¿Por qué debería dejar de usar aire caliente para los biosensores?
Si sigue utilizando aire caliente para curar y secar sus biosensores, probablemente esté enfrentándose a un gran obstáculo. La mayoría de los métodos tradicionales utilizan este método, pero, honestamente, es bastante tedioso. Piense en cómo funciona la convección: primero hay que calentar el aire, luego ese aire calienta la superficie, y finalmente la superficie calienta el sustrato. Es una reacción en cadena lenta. Hay demasiado tiempo de espera.
Reduciendo el tiempo de espera
Aquí es donde entran en juego las lámparas de infrarrojos. Ellas no se preocupan por el aire en absoluto. En cambio, envían radiación electromagnética directamente hacia la superficie. Los fotones impactan en el sustrato y se convierten en calor casi al instante. Es un efecto directo. En el mundo del procesamiento de semiconductores, esto permite ahorrar una cantidad enorme de tiempo. He visto procesos que tardaban 20 minutos en un horno estándar, pero que ahora se completan en solo 2 minutos con lámparas de infrarrojos de onda corta. Pero no se trata solo de ahorrar tiempo.

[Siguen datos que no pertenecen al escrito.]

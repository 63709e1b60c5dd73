// src/instrument/mock.rs

//! Scripted transport for tests.

use std::collections::VecDeque;
use std::vec::Vec;

use core::time::Duration;

use crate::common::hal_traits::{InstrumentClock, InstrumentTransport};

#[derive(Debug, Clone, Copy, PartialEq, Eq)]
pub struct MockIoError;

/// Transport whose reads replay queued chunks. A read with nothing queued times out.
#[derive(Debug, Default)]
pub struct MockInterface {
    reads: VecDeque<Vec<u8>>,
    /// Every write, in order.
    pub writes: Vec<Vec<u8>>,
    /// Every sleep requested through the clock.
    pub sleeps: Vec<Duration>,
    /// Timeouts handed to read/write calls.
    pub timeouts: Vec<Duration>,
    now: u64,
    fail_reads: bool,
    fail_writes: bool,
}

impl MockInterface {
    pub fn new() -> Self {
        Self::default()
    }

    /// Queues bytes to be returned by a single read (split if the caller's buffer is smaller).
    pub fn queue(&mut self, bytes: &[u8]) {
        self.reads.push_back(bytes.to_vec());
    }

    /// Queues a response line, appending `\r\n`.
    pub fn queue_line(&mut self, line: &str) {
        let mut bytes = line.as_bytes().to_vec();
        bytes.extend_from_slice(b"\r\n");
        self.reads.push_back(bytes);
    }

    pub fn advance(&mut self, ms: u64) {
        self.now += ms;
    }

    pub fn fail_reads(&mut self) {
        self.fail_reads = true;
    }

    pub fn fail_writes(&mut self) {
        self.fail_writes = true;
    }

    /// All written bytes, concatenated.
    pub fn written(&self) -> Vec<u8> {
        self.writes.concat()
    }

    pub fn clear_writes(&mut self) {
        self.writes.clear();
    }

    pub fn pending_reads(&self) -> usize {
        self.reads.len()
    }
}

impl InstrumentTransport for MockInterface {
    type Error = MockIoError;

    fn read(&mut self, buf: &mut [u8], timeout: Duration) -> nb::Result<usize, Self::Error> {
        self.timeouts.push(timeout);
        if self.fail_reads {
            return Err(nb::Error::Other(MockIoError));
        }
        let Some(mut chunk) = self.reads.pop_front() else {
            return Err(nb::Error::WouldBlock);
        };
        if chunk.len() > buf.len() {
            let rest = chunk.split_off(buf.len());
            self.reads.push_front(rest);
        }
        buf[..chunk.len()].copy_from_slice(&chunk);
        Ok(chunk.len())
    }

    fn write(&mut self, data: &[u8], timeout: Duration) -> nb::Result<(), Self::Error> {
        self.timeouts.push(timeout);
        if self.fail_writes {
            return Err(nb::Error::Other(MockIoError));
        }
        self.writes.push(data.to_vec());
        Ok(())
    }
}

impl InstrumentClock for MockInterface {
    fn now_ms(&mut self) -> u64 {
        self.now
    }

    fn sleep(&mut self, duration: Duration) {
        self.sleeps.push(duration);
        self.now += duration.as_millis() as u64;
    }
}

/// `id` response of an L3 instrument.
pub const L3_ID: &str = "id model = RBRduo3, version = 1.092, serial = 923456, fwtype = 104";

/// `id` response of an L2 instrument.
pub const L2_ID: &str = "id model = RBRconcerto, version = 1.360, serial = 65432, fwtype = 103";

/// Opens an instrument answering `id` with `id_line`, then forgets the writes made by opening.
pub fn open_with_id(id_line: &str) -> super::Instrument<MockInterface> {
    let mut mock = MockInterface::new();
    mock.queue_line(id_line);
    let mut instrument = super::Instrument::open(mock).unwrap();
    instrument.interface_mut().clear_writes();
    instrument
}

También se trata de proteger su trabajo. Esas capas bioactivas sensibles pueden dañarse si permanecen expuestas al aire caliente durante demasiado tiempo. Al reducir el tiempo de exposición, mantiene el material en buen estado.
Cómo hacer el cambio
La buena noticia es que cambiar a lámparas de infrarrojos suele ser bastante sencillo. Basta con quitar el soplador y el elemento calefactor, y sustituirlos por un sistema de lámparas de infrarrojos dirigidas. También se reduce el espacio necesario. Puede prescindir de esos enormes conductos de aire y de los sistemas de filtración complejos que antes era necesario utilizar para mantener el aire limpio. Así, se libera mucho espacio en el laboratorio. Sin embargo, hay algo a tener en cuenta: los puntos calientes. Dado que las lámparas de infrarrojos emiten luz de forma direccional, si sus lámparas no están correctamente colocadas, se producirá una curación desigual en toda la oblea. Es necesario ajustar los ángulos de los reflectores para asegurar que el calor se distribuya de manera uniforme.

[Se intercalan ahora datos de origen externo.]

// src/instrument/accessors/streaming.rs

use core::fmt::{self, Debug};

use crate::common::{
    command::ListArg,
    error::RbrError,
    generation::{Feature, ListSeparator},
    hal_traits::{InstrumentClock, InstrumentTransport},
    sample::Sample,
};
use crate::instrument::io_helpers::ReadOutcome;
use crate::instrument::{Instrument, SampleHandler};

/// Arguments to [`Instrument::fetch`].
#[derive(Debug, Clone, Copy, Default)]
pub struct FetchOptions<'a> {
    /// Channel labels to measure; empty measures every enabled channel.
    pub channels: &'a [&'a str],
    /// Whether the instrument goes back to sleep after answering; `None` keeps its default.
    pub sleep_after: Option<bool>,
}

/// Optional ` <channel list>` argument of `fetch`.
struct ChannelArg<'a>(ListArg<'a>, bool);

impl fmt::Display for ChannelArg<'_> {
    fn fmt(&self, f: &mut fmt::Formatter<'_>) -> fmt::Result {
        if self.1 {
            write!(f, " {}", self.0)?;
        }
        Ok(())
    }
}

/// Optional ` sleepafter = on|off` argument of `fetch`.
struct SleepAfterArg(Option<bool>);

impl fmt::Display for SleepAfterArg {
    fn fmt(&self, f: &mut fmt::Formatter<'_>) -> fmt::Result {
        match self.0 {
            Some(true) => f.write_str(" sleepafter = on"),
            Some(false) => f.write_str(" sleepafter = off"),
            None => Ok(()),
        }
    }
}

fn valid_label(label: &str) -> bool {
    !label.is_empty() && !label.contains([' ', '|', ','])
}

impl<IF, H> Instrument<IF, H>
where
    IF: InstrumentTransport + InstrumentClock,
    IF::Error: Debug,
    H: SampleHandler,
{
    /// Whether samples are streamed over USB as they are measured.
    pub fn stream_usb(&mut self) -> Result<bool, RbrError<IF::Error>> {
        self.converse(format_args!("streamusb state"))?;
        let state = self.required("state")?;
        match state.on_off() {
            Some(on) => Ok(on),
            None => Err(RbrError::InvalidFormat),
        }
    }

    pub fn set_stream_usb(&mut self, on: bool) -> Result<(), RbrError<IF::Error>> {
        let state = if on { "on" } else { "off" };
        self.converse(format_args!("streamusb state = {}", state))
    }

    /// Requests a single measurement and waits for the resulting sample.
    ///
    /// The sample is written to `out` and also passed to the sample handler.
    ///
    /// # Returns
    ///
    /// * `Err(RbrError::InvalidParameter)` for an empty label or one containing a separator.
    /// * `Err(RbrError::Unsupported)` for a channel selection the firmware cannot take.
    /// * `Err(RbrError::InvalidFormat)` if the instrument answered with something other than a
    ///   sample.
    pub fn fetch(
        &mut self,
        options: &FetchOptions<'_>,
        out: &mut Sample,
    ) -> Result<(), RbrError<IF::Error>> {
        if !options.channels.iter().all(|label| valid_label(label)) {
            return Err(RbrError::InvalidParameter("invalid channel label"));
        }
        let selecting = !options.channels.is_empty();
        if selecting && !self.supports(Feature::FetchChannelSelection) {
            return Err(RbrError::Unsupported);
        }

        let channels = ChannelArg(ListArg::new(options.channels, ListSeparator::Pipe), selecting);
        self.send_command(format_args!(
            "fetch{}{}",
            channels,
            SleepAfterArg(options.sleep_after)
        ))?;

        match self.await_response(true, Some(out))? {
            ReadOutcome::Sample => Ok(()),
            ReadOutcome::Response => Err(RbrError::InvalidFormat),
        }
    }

    /// Waits for the next streamed sample without sending anything.
    pub fn next_sample(&mut self, out: &mut Sample) -> Result<(), RbrError<IF::Error>> {
        loop {
            if self.read_cycle(true, Some(&mut *out))? == ReadOutcome::Sample {
                return Ok(());
            }
            log::trace!("skipping {:?} while waiting for a sample", self.response());
        }
    }
}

Una forma mejor de trabajar
Una de las ventajas más importantes es que las lámparas de infrarrojos se encienden al instante. Los sistemas de aire caliente tardan mucho en alcanzar la temperatura adecuada. Uno tiene que esperar a que el horno esté listo. Las lámparas de infrarrojos, por otro lado, están listas en cuestión de segundos. Si está trabajando con pequeñas cantidades o desarrollando nuevos sensores, esto representa una gran ventaja. Deja de perder tiempo en el calentamiento y puede comenzar a procesar los productos inmediatamente. Su productividad aumenta, ya que la máquina trabaja más y está menos tiempo inactiva.